= Lua (goddess) =

Roman goddess
Lua (Lūa) was a minor goddess in Roman religion, associated with the god Saturn and the burning of enemy weapons. Little is known about her; there are no surviving images depicting her, nor any archaeological evidence of temples, rituals, or cults.

== Name ==
The exact origins of Lua's name are not known. It may be connected to the Greek verb luō meaning "to release" or "to atone;" the Latin verb luere: "to suffer," or "to make amends for;" or the Latin lues, meaning "plague."

== Functions ==
The Roman historian Livy mentioned Lua twice in his Ab Urbe Condita. After the Volscians were defeated by the Romans in battle, they fled the area, leaving behind their dead and a large amount of weapons. The Roman consul had his troops gather the Volscians' weapons, and he offered them to Lua Mater ("Mother Lua"). Later in the text, Livy wrote that, after an enemy's weapons were collected, they had to be burned as an offering to Mars, Minerva, and Lua Mater.
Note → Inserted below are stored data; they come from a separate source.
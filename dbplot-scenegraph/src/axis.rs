use serde::{Deserialize, Serialize};

#[derive(Debug, Default, Clone, Copy, PartialEq, Eq, Serialize, Deserialize)]
#[serde(rename_all = "snake_case")]
pub enum AxisScale {
    #[default]
    Linear,
    /// Positions are already `log10` of the data value
    Log10,
}

#[derive(Debug, Clone, PartialEq, Serialize, Deserialize)]
pub struct SceneTick {
    /// Data units
    pub value: f64,
    pub label: String,
}

impl SceneTick {
    pub fn new(value: f64, label: impl Into<String>) -> Self {
        Self {
            value,
            label: label.into(),
        }
    }
}

#[derive(Debug, Clone, Default, PartialEq, Serialize, Deserialize)]
#[serde(rename_all = "kebab-case")]
pub struct SceneAxis {
    pub scale: AxisScale,
    pub limits: Option<[f64; 2]>,
    /// Explicit ticks; empty means the renderer picks its own
    pub ticks: Vec<SceneTick>,
    /// Tick label rotation in degrees
    pub label_angle: f32,
    pub title: Option<String>,
}

impl SceneAxis {
    pub fn new() -> Self {
        Self::default()
    }

    pub fn scale(mut self, scale: AxisScale) -> Self {
        self.scale = scale;
        self
    }

    pub fn limits(mut self, lo: f64, hi: f64) -> Self {
        self.limits = Some([lo, hi]);
        self
    }

    pub fn ticks(mut self, ticks: Vec<SceneTick>) -> Self {
        self.ticks = ticks;
        self
    }

    pub fn label_angle(mut self, angle: f32) -> Self {
        self.label_angle = angle;
        self
    }

    pub fn title(mut self, title: impl Into<String>) -> Self {
        self.title = Some(title.into());
        self
    }

    pub fn tick_labels(&self) -> Vec<&str> {
        self.ticks.iter().map(|t| t.label.as_str()).collect()
    }
}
The use of the epithet Mater for female deities was common, and does not necessarily mean that Lua was conceived of as a mother goddess.

The goddess was also called Lua Saturni ("Lua of Saturn"). Both Varro and Gellius directly associated her with Saturn, with Gellius comparing their relationship to those of Salacia and Neptune and Maia and Vulcan. In this context, Lua Saturni embodied a characteristic or function of Saturn, but scholars are not in agreement over what this function was. It has been hypothesized that she may have embodied Saturn's ability to cause reproductive sterility, his destructive capabilities, or his association with seed germination. Using the potentially related Greek verb luō ("to release"), Dutch classicist H.S. Versnel proposes that Lua Saturni "freed" the grain supply that Saturn had stowed under the earth, opening it for human use.